Using the web applications and services of CardioSmart365, feedback from institutional centers specialized on cardiologic diseases will be collected and incorporated to future versions of CardioSmart365. The cardiologic patient modules will be continuously updated in an automated way through the tools that will be developed. Knowledge from experts will be further continuously incorporated to the DSS of CardioSmart365, optimizing their support to MDs, leading towards personalized patient profiles and personalized medicine. In this way specialized knowledge and protocols from pioneers in the field of cardiology will be spread all around the world in a direct, fast, and easy-to-follow way.

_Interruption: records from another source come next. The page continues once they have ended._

//! Console formatting shared by the reports.

use chrono::{DateTime, NaiveDateTime};

pub const RULE_WIDTH: usize = 80;

pub fn rule() -> String {
    "=".repeat(RULE_WIDTH)
}

/// Keeps the first `max` characters and marks the cut with `...`.
pub fn truncate(text: &str, max: usize) -> String {
    if text.chars().count() > max {
        let head: String = text.chars().take(max).collect();
        format!("{}...", head)
    } else {
        text.to_string()
    }
}

/// One block per 0.05 of score.
pub fn score_bar(score: f32) -> String {
    let blocks = (score * 20.0).floor().max(0.0) as usize;
    "█".repeat(blocks)
}

/// Comma-joined first `max` items, with `...` when some were left out.
pub fn preview<S: AsRef<str>>(items: &[S], max: usize) -> String {
    let shown = items
        .iter()
        .take(max)
        .map(|s| s.as_ref())
        .collect::<Vec<_>>()
        .join(", ");
    if items.len() > max {
        format!("{}...", shown)
    } else {
        shown
    }
}

/// `YYYY-MM-DD HH:MM:SS`, or the raw string when it does not parse.
pub fn format_timestamp(raw: &str) -> String {
    const DISPLAY: &str = "%Y-%m-%d %H:%M:%S";

    if let Ok(dt) = DateTime::parse_from_rfc3339(raw) {
        return dt.format(DISPLAY).to_string();
    }
    match NaiveDateTime::parse_from_str(raw, "%Y-%m-%dT%H:%M:%S%.f") {
        Ok(dt) => dt.format(DISPLAY).to_string(),
        Err(_) => raw.to_string(),
    }
}

#[cfg(test)]
mod tests {
    use super::*;

    #[test]
    fn test_truncate_counts_chars() {
        assert_eq!(truncate("사원 고유키", 80), "사원 고유키");
        assert_eq!(truncate("가나다라마", 3), "가나다...");
        assert_eq!(truncate("abc", 3), "abc");
    }

    #[test]
    fn test_score_bar() {
        assert_eq!(score_bar(0.0), "");
        assert_eq!(score_bar(0.52), "█".repeat(10));
        assert_eq!(score_bar(1.0), "█".repeat(20));
        assert_eq!(score_bar(-0.2), "");
    }

    #[test]
    fn test_preview() {
        let items = ["a", "b", "c", "d", "e", "f"];
        assert_eq!(preview(&items, 5), "a, b, c, d, e...");
        assert_eq!(preview(&items[..2], 5), "a, b");
        assert_eq!(preview::<&str>(&[], 3), "");
    }

    #[test]
    fn test_format_timestamp() {
        assert_eq!(
            format_timestamp("2025-03-04T05:06:07.123456Z"),
            "2025-03-04 05:06:07"
        );
        assert_eq!(
            format_timestamp("2025-03-04T05:06:07.123456"),
            "2025-03-04 05:06:07"
        );
        assert_eq!(format_timestamp("2025-03-04T05:06:07"), "2025-03-04 05:06:07");
        assert_eq!(format_timestamp("yesterday"), "yesterday");
        assert_eq!(format_timestamp(""), "");
    }
}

CardioSmart365 will further adopt clinical data and data involved in healthcare in a greater detail. As a first attempt to collect and group the basic data elements sufficient for a cardiology patient, MDs and the rest staff involved in Healthcare systems, CardioSmart365 will incorporate serious feedback from its end users for optimization and further evolvements.

8. Conclusions

An integrated system based on web applications, Smartphones, and an interconnection to Microsoft HealthVault platform is developed, for (a) monitoring chronic cardiology patients and (b) early notifying and optimizing the process management of an emergency cardiologic incident. The system supports cardiologic patient modules based on common cardiology diseases and customized DSS based on fuzzy logic. The benefits of the system concern patients, MDs, everyday clinical practice, research and science, and healthcare systems.

Acknowledgments

This research has been cofinanced by the European Union (European Social Fund—(ESF)) and Greek national funds through the Operational Program “Education and Lifelong Learning” of the National Strategic Reference Framework (NSRF)—Research Funding Program: Heracleitus II. Investing in knowledge society through the European Social Fund.